Don't buy the smaller pre-cut peices. buy the full 4x8 sheets
Have them at Lowes make cuts. They will tell you there is a cut charge. $0.25 per cut. Who cares! that is so much cheaper than the cost of the smaller pre-cut peices.


----------



## PeterC

Thanks for the Plans.  :thumbsup:
There has been some discussions about using a bottom board or not for stacking and whether it will take the weight. Could you just use a hole saw and put some holes in the bottom to let the bees move to that box? Keeping the scrap holes or using some metal to cover the holes when you wanted to use it as a standalone?

Anyway. again Thanks.


----------



## dixiebooks

Ben Brewcat said:


> OK everyone, just because I have some time on my hands and SWMBO is out all day, I tried using Sketchup for the 1st time to figure out these cuts. I'm sure once I'm familiar with it it'll go smoother, still it's pretty slick. Forgive the fonts, that seems to be an element I can't figure out.
> 
> I think it makes more sense if the long cuts go first. Something like this.
> 
> Ben's sketchy Sketchup diagram.
> 
> For some reason I get a lot more waste than others (the rightmost 5 pieces except for the center row that made the lids and migratory cleats). Am I missing something?

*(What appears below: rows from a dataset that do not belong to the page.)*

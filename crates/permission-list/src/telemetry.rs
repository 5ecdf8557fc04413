//! View-Event Logging
//!
//! One record per visible row of the primary view, sharing a single view id.

use std::sync::Arc;

use app_permissions_core::{AppIdentity, Event, EventBus, SessionId, ViewCategory, ViewEvent};
use tracing::debug;

use crate::collaborators::IdGenerator;
use crate::entry::{EntryCategory, ListCategory, RenderingPlan, Row};

/// Destination for view-event records
pub trait TelemetrySink: Send + Sync {
    fn record(&self, event: &ViewEvent);
}

impl TelemetrySink for EventBus {
    fn record(&self, event: &ViewEvent) {
        self.emit(Event::PermissionsViewed(event.clone()));
    }
}

/// Bucket of a row shown in the given top-level list; `None` for placeholders
pub fn view_category(row: &Row, list: ListCategory) -> Option<ViewCategory> {
    match (row, list) {
        (Row::Placeholder(_), _) => None,
        (_, ListCategory::Denied) => Some(ViewCategory::Denied),
        (Row::Permission(entry), ListCategory::Allowed)
            if entry.category == EntryCategory::AllowedForeground =>
        {
            Some(ViewCategory::AllowedForeground)
        }
        (_, ListCategory::Allowed) => Some(ViewCategory::Allowed),
    }
}

/// Records of one view pass over the top-level lists
pub fn view_events(
    plan: &RenderingPlan,
    session_id: SessionId,
    view_id: i64,
    app: &AppIdentity,
) -> Vec<ViewEvent> {
    [ListCategory::Allowed, ListCategory::Denied]
        .into_iter()
        .flat_map(|list| plan.list(list).iter().map(move |row| (row, list)))
        .filter_map(|(row, list)| {
            let category = view_category(row, list)?;
            Some(ViewEvent {
                session_id,
                view_id,
                permission_group_name: row.as_permission().map(|entry| entry.key.clone()),
                app: app.clone(),
                category,
            })
        })
        .collect()
}

/// Emits view events through a sink with ids from a generator
pub struct PermissionViewLogger {
    ids: Arc<dyn IdGenerator>,
    sink: Arc<dyn TelemetrySink>,
}

impl PermissionViewLogger {
    pub fn new(ids: Arc<dyn IdGenerator>, sink: Arc<dyn TelemetrySink>) -> Self {
        Self { ids, sink }
    }

    /// Log every non-placeholder top-level row of `plan`
    pub fn log_view(
        &self,
        plan: &RenderingPlan,
        session_id: SessionId,
        app: &AppIdentity,
    ) -> Vec<ViewEvent> {
        let view_id = self.ids.next_id();
        let events = view_events(plan, session_id, view_id, app);

        for event in &events {
            debug!(
                "View logged: session={} view={} group={:?} uid={} package={} category={}",
                event.session_id.0,
                event.view_id,
                event.permission_group_name,
                event.app.uid,
                event.app.package_name,
                event.category
            );
            self.sink.record(event);
        }
        events
    }
}

#[cfg(test)]
mod tests {
    use app_permissions_catalog::platform_groups;

    use super::*;
    use crate::builder::PermissionListBuilder;
    use crate::collaborators::SequenceIdGenerator;
    use crate::testing::{catalog_of, platform, third_party, PKG, UID};

    fn app() -> AppIdentity {
        AppIdentity {
            package_name: PKG.into(),
            uid: UID,
        }
    }

    #[test]
    fn test_one_record_per_real_row() {
        let catalog = catalog_of(vec![
            platform(platform_groups::CAMERA, "Camera").granted(true),
            platform(platform_groups::LOCATION, "Location").granted(true).foreground_only(true),
            platform(platform_groups::SMS, "SMS"),
            third_party("com.vendor.group.SYNC", "Sync"),
            third_party("com.vendor.group.BADGE", "Badges"),
        ]);
        let plan = PermissionListBuilder::default().build(&catalog, None);

        let events = view_events(&plan, SessionId(5), 99, &app());

        let non_placeholder = plan
            .allowed
            .iter()
            .chain(&plan.denied)
            .filter(|r| !r.is_placeholder())
            .count();
        assert_eq!(events.len(), non_placeholder);
        assert_eq!(events.len(), 4);
        assert!(events.iter().all(|e| e.view_id == 99 && e.session_id == SessionId(5)));

        let summary: Vec<(Option<&str>, ViewCategory)> = events
            .iter()
            .map(|e| (e.permission_group_name.as_deref(), e.category))
            .collect();
        assert_eq!(
            summary,
            vec![
                (Some(platform_groups::CAMERA), ViewCategory::Allowed),
                (Some(platform_groups::LOCATION), ViewCategory::AllowedForeground),
                (Some(platform_groups::SMS), ViewCategory::Denied),
                (None, ViewCategory::Denied),
            ]
        );
    }

    #[test]
    fn test_empty_catalog_logs_nothing() {
        let plan = PermissionListBuilder::default().build(&catalog_of(Vec::new()), None);
        assert!(view_events(&plan, SessionId::INVALID, 1, &app()).is_empty());
    }

    #[test]
    fn test_logger_shares_view_id_and_feeds_sink() {
        let bus = Arc::new(EventBus::new());
        let subscription = bus.subscribe();
        let ids = Arc::new(SequenceIdGenerator::new(vec![314, 271]));
        let logger = PermissionViewLogger::new(ids, bus);
        let catalog = catalog_of(vec![
            platform(platform_groups::CAMERA, "Camera").granted(true),
            platform(platform_groups::SMS, "SMS"),
        ]);
        let plan = PermissionListBuilder::default().build(&catalog, None);

        let first = logger.log_view(&plan, SessionId(1), &app());
        let second = logger.log_view(&plan, SessionId(1), &app());

        assert!(first.iter().all(|e| e.view_id == 314));
        assert!(second.iter().all(|e| e.view_id == 271));

        let received = subscription.drain();
        assert_eq!(received.len(), 4);
        assert_eq!(received[0], Event::PermissionsViewed(first[0].clone()));
    }
}
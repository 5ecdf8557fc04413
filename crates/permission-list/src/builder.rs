//! Permission List Builder
//!
//! Turns a catalog snapshot into a rendering plan: platform groups split
//! into allowed and denied lists in label order, third-party groups folded
//! behind one overflow entry per list, placeholders for empty lists.

use std::sync::Arc;

use app_permissions_catalog::{IconRef, PermissionCatalog, PermissionGroup};
use app_permissions_core::config::DEFAULT_OS_PACKAGE;
use app_permissions_core::AppConfig;
use tracing::debug;

use crate::collaborators::{
    AbsoluteUsageFormatter, CaseInsensitiveCollator, ConfigGroupPolicy, GroupPolicy, LabelCollator,
    NoUsage, UsageFormatter, UsageLookup,
};
use crate::entry::{
    AdditionalPermissions, DisplayEntry, EntryCategory, ListCategory, OverflowEntry,
    PlaceholderEntry, RenderingPlan, Row, OVERFLOW_ALLOWED_KEY, OVERFLOW_DENIED_KEY,
    OVERFLOW_ICON,
};
use crate::strings::ScreenStrings;
use crate::summary::SummaryRules;

/// Builds rendering plans from catalog snapshots
pub struct PermissionListBuilder {
    strings: ScreenStrings,
    os_package: String,
    collator: Box<dyn LabelCollator>,
    policy: Box<dyn GroupPolicy>,
    usage: Arc<dyn UsageLookup>,
    formatter: Box<dyn UsageFormatter>,
    permissions_hub_enabled: bool,
}

#[derive(Default)]
struct Buckets {
    allowed: Vec<DisplayEntry>,
    denied: Vec<DisplayEntry>,
    extra_allowed: Vec<DisplayEntry>,
    extra_denied: Vec<DisplayEntry>,
}

impl PermissionListBuilder {
    /// Builder showing every group, with no usage data
    pub fn new(strings: ScreenStrings) -> Self {
        Self {
            strings,
            os_package: DEFAULT_OS_PACKAGE.to_string(),
            collator: Box::new(CaseInsensitiveCollator),
            policy: Box::new(ConfigGroupPolicy::from_config(&AppConfig::default())),
            usage: Arc::new(NoUsage),
            formatter: Box::new(AbsoluteUsageFormatter::now()),
            permissions_hub_enabled: false,
        }
    }

    /// Builder following the screen and usage settings of `config`
    pub fn from_config(
        config: &AppConfig,
        strings: ScreenStrings,
        usage: Arc<dyn UsageLookup>,
    ) -> Self {
        Self::new(strings)
            .with_os_package(&config.screen.os_package)
            .with_policy(Box::new(ConfigGroupPolicy::from_config(config)))
            .with_usage(usage)
            .with_permissions_hub(config.usage.permissions_hub_enabled)
    }

    pub fn with_os_package(mut self, os_package: &str) -> Self {
        self.os_package = os_package.to_string();
        self
    }

    pub fn with_collator(mut self, collator: Box<dyn LabelCollator>) -> Self {
        self.collator = collator;
        self
    }

    pub fn with_policy(mut self, policy: Box<dyn GroupPolicy>) -> Self {
        self.policy = policy;
        self
    }

    pub fn with_usage(mut self, usage: Arc<dyn UsageLookup>) -> Self {
        self.usage = usage;
        self
    }

    pub fn with_formatter(mut self, formatter: Box<dyn UsageFormatter>) -> Self {
        self.formatter = formatter;
        self
    }

    pub fn with_permissions_hub(mut self, enabled: bool) -> Self {
        self.permissions_hub_enabled = enabled;
        self
    }

    pub fn strings(&self) -> &ScreenStrings {
        &self.strings
    }

    pub fn os_package(&self) -> &str {
        &self.os_package
    }

    /// Build the plan for `catalog`, optionally restricted to one group
    pub fn build(&self, catalog: &PermissionCatalog, filter: Option<&str>) -> RenderingPlan {
        let mut groups: Vec<&PermissionGroup> = catalog
            .groups()
            .filter(|group| filter.map_or(true, |name| group.name == name))
            .filter(|group| self.policy.should_show(group))
            .collect();
        groups.sort_by(|a, b| self.collator.compare(&a.label, &b.label));

        let mut buckets = Buckets::default();
        for group in groups {
            let entry = self.entry_for(catalog, group);
            let platform = group.origin(&self.os_package).is_platform();
            let bucket = match (platform, group.granted) {
                (true, true) => &mut buckets.allowed,
                (true, false) => &mut buckets.denied,
                (false, true) => &mut buckets.extra_allowed,
                (false, false) => &mut buckets.extra_denied,
            };
            bucket.push(entry);
        }

        debug!(
            "Built plan for {}: {} allowed, {} denied, {} additional allowed, {} additional denied",
            catalog.app().package_name,
            buckets.allowed.len(),
            buckets.denied.len(),
            buckets.extra_allowed.len(),
            buckets.extra_denied.len()
        );

        let allowed =
            self.top_level(buckets.allowed, &buckets.extra_allowed, ListCategory::Allowed);
        let denied = self.top_level(buckets.denied, &buckets.extra_denied, ListCategory::Denied);

        RenderingPlan {
            allowed,
            denied,
            additional: AdditionalPermissions {
                allowed: self.rows_or_placeholder(buckets.extra_allowed, ListCategory::Allowed),
                denied: self.rows_or_placeholder(buckets.extra_denied, ListCategory::Denied),
            },
        }
    }

    fn entry_for(&self, catalog: &PermissionCatalog, group: &PermissionGroup) -> DisplayEntry {
        let rules = SummaryRules {
            strings: &self.strings,
            formatter: self.formatter.as_ref(),
            permissions_hub_enabled: self.permissions_hub_enabled,
        };
        let tracks_usage = group.modern && self.policy.should_show_usage(group);
        let summary = rules.summarize(group, tracks_usage, || {
            self.usage.last_access(catalog.app(), catalog.user(), &group.name)
        });

        DisplayEntry {
            key: group.name.clone(),
            title: group.label.clone(),
            icon: group.icon.clone(),
            summary: summary.text,
            summary_kind: summary.kind,
            category: EntryCategory::from_grant(group.granted, group.foreground_only),
            foreground_only: group.foreground_only,
        }
    }

    fn top_level(
        &self,
        entries: Vec<DisplayEntry>,
        extra: &[DisplayEntry],
        category: ListCategory,
    ) -> Vec<Row> {
        let mut rows: Vec<Row> = entries.into_iter().map(Row::Permission).collect();
        if !extra.is_empty() {
            rows.push(Row::Overflow(self.overflow(extra.len(), category)));
        }
        if rows.is_empty() {
            rows.push(self.placeholder(category));
        }
        rows
    }

    fn rows_or_placeholder(&self, entries: Vec<DisplayEntry>, category: ListCategory) -> Vec<Row> {
        if entries.is_empty() {
            vec![self.placeholder(category)]
        } else {
            entries.into_iter().map(Row::Permission).collect()
        }
    }

    fn overflow(&self, count: usize, category: ListCategory) -> OverflowEntry {
        let key = match category {
            ListCategory::Allowed => OVERFLOW_ALLOWED_KEY,
            ListCategory::Denied => OVERFLOW_DENIED_KEY,
        };
        OverflowEntry {
            key: key.to_string(),
            title: self.strings.additional_permissions.clone(),
            icon: IconRef::new(&self.os_package, OVERFLOW_ICON),
            summary: self.strings.additional_permissions_more.format(count),
            category,
            count,
        }
    }

    fn placeholder(&self, category: ListCategory) -> Row {
        let title = match category {
            ListCategory::Allowed => &self.strings.no_permissions_allowed,
            ListCategory::Denied => &self.strings.no_permissions_denied,
        };
        Row::Placeholder(PlaceholderEntry {
            title: title.clone(),
            category,
        })
    }
}

impl Default for PermissionListBuilder {
    fn default() -> Self {
        Self::new(ScreenStrings::default())
    }
}
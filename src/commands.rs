//! CLI commands for App Permissions
//!
//! Runs the app permissions screen against a device fixture and prints what
//! the screen would render.

use std::fmt::Write as _;
use std::path::PathBuf;
use std::sync::Arc;

use anyhow::{anyhow, Result};
use clap::{Parser, ValueEnum};
use serde::Serialize;
use tracing::info;

use app_permissions_catalog::InMemoryPermissionSource;
use app_permissions_core::{AppConfig, EventBus, SessionId, UserHandle, ViewEvent};
use app_permissions_list::{
    AdditionalPermissions, AppPermissionsScreen, PermissionListBuilder, RandomIdGenerator,
    RenderingPlan, Row, ScreenArgs, ScreenContext, ScreenStrings,
};

/// Output format of the show command
#[derive(Debug, Clone, Copy, PartialEq, Eq, Default, ValueEnum)]
pub enum OutputFormat {
    #[default]
    Text,
    Json,
}

/// Show the permission lists of one app
#[derive(Parser, Debug, Clone, PartialEq, Eq)]
#[command(name = "show")]
pub struct ShowCommand {
    /// JSON description of installed packages
    pub fixture: PathBuf,

    /// Package whose permissions are shown
    pub package: String,

    /// User the package is installed under
    #[arg(long, default_value_t = 0)]
    pub user: u32,

    /// Permission-settings session id (0 is the invalid session)
    #[arg(long = "session", default_value_t = 0)]
    pub session_id: i64,

    /// Config file; the default location is used when absent
    #[arg(long)]
    pub config: Option<PathBuf>,

    /// Also show the additional permissions view
    #[arg(long)]
    pub additional: bool,

    #[arg(long, value_enum, default_value_t = OutputFormat::Text)]
    pub format: OutputFormat,
}

#[derive(Serialize)]
struct ShowReport<'a> {
    label: &'a str,
    plan: &'a RenderingPlan,
    view_events: &'a [ViewEvent],
}

impl ShowCommand {
    pub fn user(&self) -> UserHandle {
        UserHandle(self.user)
    }

    pub fn session_id(&self) -> SessionId {
        SessionId(self.session_id)
    }

    /// Execute the show command, returning the rendered output
    pub async fn execute(&self) -> Result<String> {
        let config = match &self.config {
            Some(path) => AppConfig::load_from(path).await?,
            None => AppConfig::load().await?,
        };
        let source = Arc::new(InMemoryPermissionSource::from_json_file(&self.fixture)?);
        info!("Showing permissions of {} for {}", self.package, self.user());

        let builder =
            PermissionListBuilder::from_config(&config, ScreenStrings::default(), source.clone());
        let ctx = ScreenContext::new(
            source,
            builder,
            Arc::new(EventBus::new()),
            Arc::new(RandomIdGenerator),
        )
        .with_config(&config);
        let args = ScreenArgs::new(&self.package, self.user()).with_session(self.session_id());

        let screen = AppPermissionsScreen::on_enter(args, ctx)
            .map_err(|e| anyhow!("App not found: {}", e))?;
        let header = screen.header();

        match self.format {
            OutputFormat::Json => {
                let report = ShowReport {
                    label: &header.label,
                    plan: screen.plan(),
                    view_events: screen.view_events(),
                };
                Ok(serde_json::to_string_pretty(&report)?)
            }
            OutputFormat::Text => {
                let mut out = render_plan(&header.label, &header.title, screen.plan());
                if self.additional {
                    out.push('\n');
                    out.push_str(&render_additional(screen.open_additional().sections()));
                }
                Ok(out)
            }
        }
    }
}

/// Plain-text rendering of the primary view
pub fn render_plan(label: &str, title: &str, plan: &RenderingPlan) -> String {
    let mut out = String::new();
    let _ = writeln!(out, "{} - {}", label, title);
    render_section(&mut out, "Allowed", &plan.allowed);
    render_section(&mut out, "Denied", &plan.denied);
    out
}

/// Plain-text rendering of the additional permissions view
pub fn render_additional(sections: &AdditionalPermissions) -> String {
    let mut out = String::from("Additional permissions\n");
    render_section(&mut out, "Allowed", &sections.allowed);
    render_section(&mut out, "Denied", &sections.denied);
    out
}

fn render_section(out: &mut String, heading: &str, rows: &[Row]) {
    let _ = writeln!(out, "\n{}", heading);
    for row in rows {
        match row.summary() {
            Some(summary) if !summary.is_empty() => {
                let _ = writeln!(out, "  {} ({})", row.title(), summary);
            }
            Some(_) => {
                let _ = writeln!(out, "  {}", row.title());
            }
            None => {
                let _ = writeln!(out, "  [{}]", row.title());
            }
        }
    }
}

Ben, have you tried the Sketchup using two 4' x 4' pieces? I'm thinking if you get a sheet at Lowe's or HD and have them cut it in half for you (I think they will both do the "first cut" free), it would be easier to work with. Thanks. -james


----------



## chemist20

I went to Lowes yesterday and bought one 4x8 sheet and had them cut it into 3 sections 32" wide. They didn't charge anything for the cuts. I have a small hatchback so it's the only way.

I got 4 medium nucs made out of those with wood left over in case I made a mistake cutting, etc.. Easy to handle on the table saw with a small piece of plywood 32" x 48". 

Great plans!!


----------



## metrosean

I am not to swift with a table saw, but with this Easy Nuc Plan it was simple. This is genius and they came out perfect. How about Easy Medium Super Plan?......Thanks Again


----------



## D Coates

dixiebooks said:


> Ben, have you tried the Sketchup using two 4' x 4' pieces? I'm thinking if you get a sheet at Lowe's or HD and have them cut it in half for you (I think they will both do the "first cut" free), it would be easier to work with. Thanks. -james


Personally, I like the 2 '4 X '4 pieces as they are easier to handle and get clean cuts with, but I have no drawings. Also, Ben are you taking into account the material that will be consumed with the curfs? 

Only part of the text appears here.